Stored dataset items
★ ★ ★ ★ ★ ★ ★

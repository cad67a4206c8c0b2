//! API error types with HTTP response mapping.

use axum::http::StatusCode;
use axum::response::{IntoResponse, Response};
use domain::DomainError;

/// API-level error type that maps to HTTP responses.
///
/// Missing references, conflicts, and persistence failures all arrive
/// wrapped in `DomainError`; `BadRequest` covers the handler-level
/// validation the domain never sees (empty sale, empty cart).
#[derive(Debug)]
pub enum ApiError {
    /// Bad request from the client.
    BadRequest(String),
    /// Domain logic error.
    Domain(DomainError),
}

impl IntoResponse for ApiError {
    fn into_response(self) -> Response {
        let (status, message) = match self {
            ApiError::BadRequest(msg) => (StatusCode::BAD_REQUEST, msg),
            ApiError::Domain(err) => domain_error_to_response(err),
        };

        let body = serde_json::json!({ "error": message });
        (status, axum::Json(body)).into_response()
    }
}

fn domain_error_to_response(err: DomainError) -> (StatusCode, String) {
    let status = match &err {
        DomainError::Stock { .. } | DomainError::InvalidTransition { .. } => StatusCode::CONFLICT,
        DomainError::CustomerNotFound(_)
        | DomainError::ItemNotFound(_)
        | DomainError::OrderNotFound(_) => StatusCode::NOT_FOUND,
        DomainError::InvalidDateRange { .. } | DomainError::MissingRentalDates(_) => {
            StatusCode::BAD_REQUEST
        }
        DomainError::Persistence(_) => {
            tracing::error!(error = %err, "persistence failure");
            StatusCode::INTERNAL_SERVER_ERROR
        }
    };
    (status, err.to_string())
}

impl From<DomainError> for ApiError {
    fn from(err: DomainError) -> Self {
        ApiError::Domain(err)
    }
}

#[cfg(test)]
mod tests {
    use super::*;

    #[test]
    fn stock_error_maps_to_conflict() {
        let err = ApiError::Domain(DomainError::Stock {
            item_id: "i1".into(),
            requested: 3,
            available: 1,
        });
        assert_eq!(err.into_response().status(), StatusCode::CONFLICT);
    }

    #[test]
    fn missing_customer_maps_to_not_found() {
        let err = ApiError::Domain(DomainError::CustomerNotFound("nobody".into()));
        assert_eq!(err.into_response().status(), StatusCode::NOT_FOUND);
    }

    #[test]
    fn handler_validation_maps_to_bad_request() {
        let err = ApiError::BadRequest("cart is empty".to_string());
        assert_eq!(err.into_response().status(), StatusCode::BAD_REQUEST);
    }

    #[test]
    fn bad_date_range_maps_to_bad_request() {
        let err = ApiError::Domain(DomainError::MissingRentalDates("i1".into()));
        assert_eq!(err.into_response().status(), StatusCode::BAD_REQUEST);
    }
}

★ ★ ★ ★ ★ ★ ★

EXERCISE >> Return all of the entries exactly as written.

RESULT >>
repository cad67a4206c8c0b2
//! API error types with HTTP response mapping.

use axum::http::StatusCode;
use axum::response::{IntoResponse, Response};
use domain::DomainError;

/// API-level error type that maps to HTTP responses.
///
/// Missing references, conflicts, and persistence failures all arrive
/// wrapped in `DomainError`; `BadRequest` covers the handler-level
/// validation the domain never sees (empty sale, empty cart).
#[derive(Debug)]
pub enum ApiError {
    /// Bad request from the client.
    BadRequest(String),
    /// Domain logic error.
    Domain(DomainError),
}

impl IntoResponse for ApiError {
    fn into_response(self) -> Response {
        let (status, message) = match self {
            ApiError::BadRequest(msg) => (StatusCode::BAD_REQUEST, msg),
            ApiError::Domain(err) => domain_error_to_response(err),
        };

        let body = serde_json::json!({ "error": message });
        (status, axum::Json(body)).into_response()
    }
}

fn domain_error_to_response(err: DomainError) -> (StatusCode, String) {
    let status = match &err {
        DomainError::Stock { .. } | DomainError::InvalidTransition { .. } => StatusCode::CONFLICT,
        DomainError::CustomerNotFound(_)
        | DomainError::ItemNotFound(_)
        | DomainError::OrderNotFound(_) => StatusCode::NOT_FOUND,
        DomainError::InvalidDateRange { .. } | DomainError::MissingRentalDates(_) => {
            StatusCode::BAD_REQUEST
        }
        DomainError::Persistence(_) => {
            tracing::error!(error = %err, "persistence failure");
            StatusCode::INTERNAL_SERVER_ERROR
        }
    };
    (status, err.to_string())
}

impl From<DomainError> for ApiError {
    fn from(err: DomainError) -> Self {
        ApiError::Domain(err)
    }
}

#[cfg(test)]
mod tests {
    use super::*;

    #[test]
    fn stock_error_maps_to_conflict() {
        let err = ApiError::Domain(DomainError::Stock {
            item_id: "i1".into(),
            requested: 3,
            available: 1,
        });
        assert_eq!(err.into_response().status(), StatusCode::CONFLICT);
    }

    #[test]
    fn missing_customer_maps_to_not_found() {
        let err = ApiError::Domain(DomainError::CustomerNotFound("nobody".into()));
        assert_eq!(err.into_response().status(), StatusCode::NOT_FOUND);
    }

    #[test]
    fn handler_validation_maps_to_bad_request() {
        let err = ApiError::BadRequest("cart is empty".to_string());
        assert_eq!(err.into_response().status(), StatusCode::BAD_REQUEST);
    }

    #[test]
    fn bad_date_range_maps_to_bad_request() {
        let err = ApiError::Domain(DomainError::MissingRentalDates("i1".into()));
        assert_eq!(err.into_response().status(), StatusCode::BAD_REQUEST);
    }
}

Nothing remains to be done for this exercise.